Нет, блондин был смирней овечки. Он всего лишь опустил ладонь на плечо Тартальи и начал гладить. Еле-еле, почти незаметно. Гомик? Извращенец? Опешив, Лючано сперва убедился, что ничего страшного не происходит – ну, один мужчина кормит другого с ложечки, а тот гладит кормильца в знак благодарности! Ерунда, пустяк… – и лишь потом опять взялся за ложку. На сей раз «овощ» безропотно открыл рот, и дело пошло на лад.
«Замазка» скоро кончилась.
Тарталья встал, чтобы уйти, но блондин придержал его за одежду. И еще с минуту гладил, пуская слюни. Наконец жертва насилия вырвалась и покинула камеру.
– Кого теперь кормим?
– Никого, спасибо, – остановил ланиста злого, возбужденного Лючано. – Контакт возник, будем закреплять. Этого «овоща» записываем на вас, Борготта. Теперь вы кормите только его. Два раза в день: утром и вечером. Помимо кормления желательно время от времени посещать «овоща». Если угодно, сидеть рядом и молчать. Он теперь ваш.
– Мой?!!
– У каждого семилибертуса есть свой подопечный. Вам повезло: он сразу пошел на контакт. Хороший, проверенный «овощ». Иной гладиатор кормит всю компанию месяц подряд, прежде чем кто-нибудь срезонирует…
– Я… я понял.
– Ничего вы не поняли. Не обижайтесь, Борготта, это вполне естественно. Сейчас вам и не нужно ничего понимать. Кроме главного: если вы не придете, ваш «овощ» останется голодным. А после второй неявки голодным останетесь еще и вы. Держите, вот ключи.

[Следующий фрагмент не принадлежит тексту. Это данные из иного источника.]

use crate::rollup::domain::RequiredQuantities;
use crate::shared::Result;
use std::path::Path;

/// ReportWriter port for persisting the roll-up result
///
/// This port abstracts the report format (XLSX workbook, CSV file, etc.).
/// The destination is chosen per run and passed in.
pub trait ReportWriter {
    /// Writes one row per part number: `[part_number, quantity]`
    ///
    /// Rows follow the iteration order of `required`. No header row is written.
    ///
    /// # Arguments
    /// * `required` - Final roll-up totals
    /// * `destination` - Path of the report file to create or replace
    ///
    /// # Errors
    /// Returns an error if:
    /// - The destination is not a writable regular file path
    /// - Serialization or the write itself fails
    fn write_report(&self, required: &RequiredQuantities, destination: &Path) -> Result<()>;
}

impl<T: ReportWriter + ?Sized> ReportWriter for &T {
    fn write_report(&self, required: &RequiredQuantities, destination: &Path) -> Result<()> {
        (**self).write_report(required, destination)
    }
}

impl<T: ReportWriter + ?Sized> ReportWriter for Box<T> {
    fn write_report(&self, required: &RequiredQuantities, destination: &Path) -> Result<()> {
        (**self).write_report(required, destination)
    }
}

На лестничной площадке им встретилась брюнетка, которую Лючано видел за завтраком. Кимоно она успела сменить на другое, лилового шелка, с алыми розами.

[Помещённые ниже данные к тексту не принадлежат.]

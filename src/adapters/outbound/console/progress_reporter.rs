use crate::ports::outbound::ProgressReporter;
use indicatif::{ProgressBar, ProgressStyle};
use std::cell::RefCell;

const BAR_TEMPLATE: &str =
    "   {spinner:.green} [{bar:40.cyan/blue}] {pos}/{len} ({percent}%) - {msg}";

/// StderrProgressReporter adapter for reporting progress to stderr
///
/// This adapter implements the ProgressReporter port, writing progress
/// information to stderr. Uses indicatif for the traversal progress bar.
pub struct StderrProgressReporter {
    progress_bar: RefCell<Option<ProgressBar>>,
}

impl StderrProgressReporter {
    pub fn new() -> Self {
        Self {
            progress_bar: RefCell::new(None),
        }
    }

    fn get_or_create_progress_bar(&self, total: usize) -> ProgressBar {
        let mut pb_option = self.progress_bar.borrow_mut();
        if let Some(pb) = pb_option.as_ref() {
            return pb.clone();
        }

        let style = ProgressStyle::default_bar()
            .template(BAR_TEMPLATE)
            .map(|style| style.progress_chars("=>-"))
            .unwrap_or_else(|_| ProgressStyle::default_bar());
        let pb = ProgressBar::new(total as u64);
        pb.set_style(style);
        *pb_option = Some(pb.clone());
        pb
    }

    fn finish_progress_bar(&self) {
        if let Some(pb) = self.progress_bar.borrow_mut().take() {
            pb.finish_and_clear();
        }
    }
}

impl Default for StderrProgressReporter {
    fn default() -> Self {
        Self::new()
    }
}

impl ProgressReporter for StderrProgressReporter {
    fn report(&self, message: &str) {
        eprintln!("{}", message);
    }

    fn report_progress(&self, current: usize, total: usize, message: Option<&str>) {
        let pb = self.get_or_create_progress_bar(total);
        pb.set_position(current as u64);
        if let Some(msg) = message {
            pb.set_message(msg.to_string());
        }
    }

    fn report_error(&self, message: &str) {
        self.finish_progress_bar();
        eprintln!("{}", message);
    }

    fn report_completion(&self, message: &str) {
        self.finish_progress_bar();
        eprintln!();
        eprintln!("{}", message);
    }
}
/// Use cases module containing application business logic orchestration
mod roll_up;

pub use roll_up::RollUpUseCase;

– Привет, Жоржик. Как успехи?
– Успехи потрясают, – ланиста чмокнул даму в душистую щечку. – Знакомьтесь: Лючано Борготта – Николетта Швармс. Николетта у нас уже второй год семилибертит. По контракту.
– По контракту?!
– Вы не любите самостоятельных женщин? – картинно изумилась Николетта, сложив пунцовые губы бантиком. – Очень жаль! Между прочим, еще год – и я куплю себе домик на Куэдзако. Хотите, приглашу в гости? Будем кейфовать под цветущими вишнями…
Она свысока глядела на Лючано – свысока во всех смыслах, ибо стояла на две ступеньки выше. «А как же свобода? – хотел спросить Тарталья. – Добровольно продаться в рабство…» И не спросил. В конце концов, что он, по большому счету, знает о жизни семилибертусов? Об обстоятельствах самой Николетты?
Ничего.
Кажется, брюнетка о многом догадалась по его лицу.

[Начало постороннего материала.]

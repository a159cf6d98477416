#![allow(dead_code)]
pub mod mocks;
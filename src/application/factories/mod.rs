mod report_writer_factory;

pub use report_writer_factory::ReportWriterFactory;
/// Application layer - Use cases and DTOs
///
/// This layer contains the application logic that orchestrates
/// domain services and coordinates with infrastructure through ports.
pub mod dto;
pub mod factories;
pub mod use_cases;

– Добро пожаловать в братство лучших из худших! – рассмеялась она. Стало ясно, что Николетта пьяна. С утра. Видно, очень уж приятна и необременительна эта служба, раз женщина надирается, едва встав на ноги.
От радости, должно быть.
– Выбрал себе цуцика? – Николетта двусмысленно играла складками кимоно.
– Выбрал, – ответил за Лючано Жорж.
– Какого?
– Четвертого.
– А-а, хороший «овощ». Сочный. А мой сварился, – доверительно наклонилась она к Тарталье. – Иду по-новой дергать. Жаль, что четвертый – твой. Он мне нравился… Жоржик, дай ключи.
– Держи.
– А как его зовут? – спохватился Лючано, когда брюнетка скрылась внизу.
– Кого?
– «Овоща». Моего.
– Никак его не зовут, – пожал плечами Мондени. – Придумайте ему кличку, если хотите. Кстати, у вас в 15:00 – транслят-шоу. В пол-третьего ждите в холле, за вами приедут.
– Шоу? Я… я не готов! Мне нужно…
– Ничего вам не нужно, Борготта, – Жорж увлек его вверх, к бронированной двери. – Поверьте мне. В студии сидят профессионалы, они все сделают. Вы, главное, отвечайте на вопросы, и дело будет в шляпе.
– Отвечать на вопросы?
– Да. И не стройте из себя девицу на выданье! Камер он боится, готовиться ему надо… Сказано – шоу, значит, становись шоуменом! Понятно?!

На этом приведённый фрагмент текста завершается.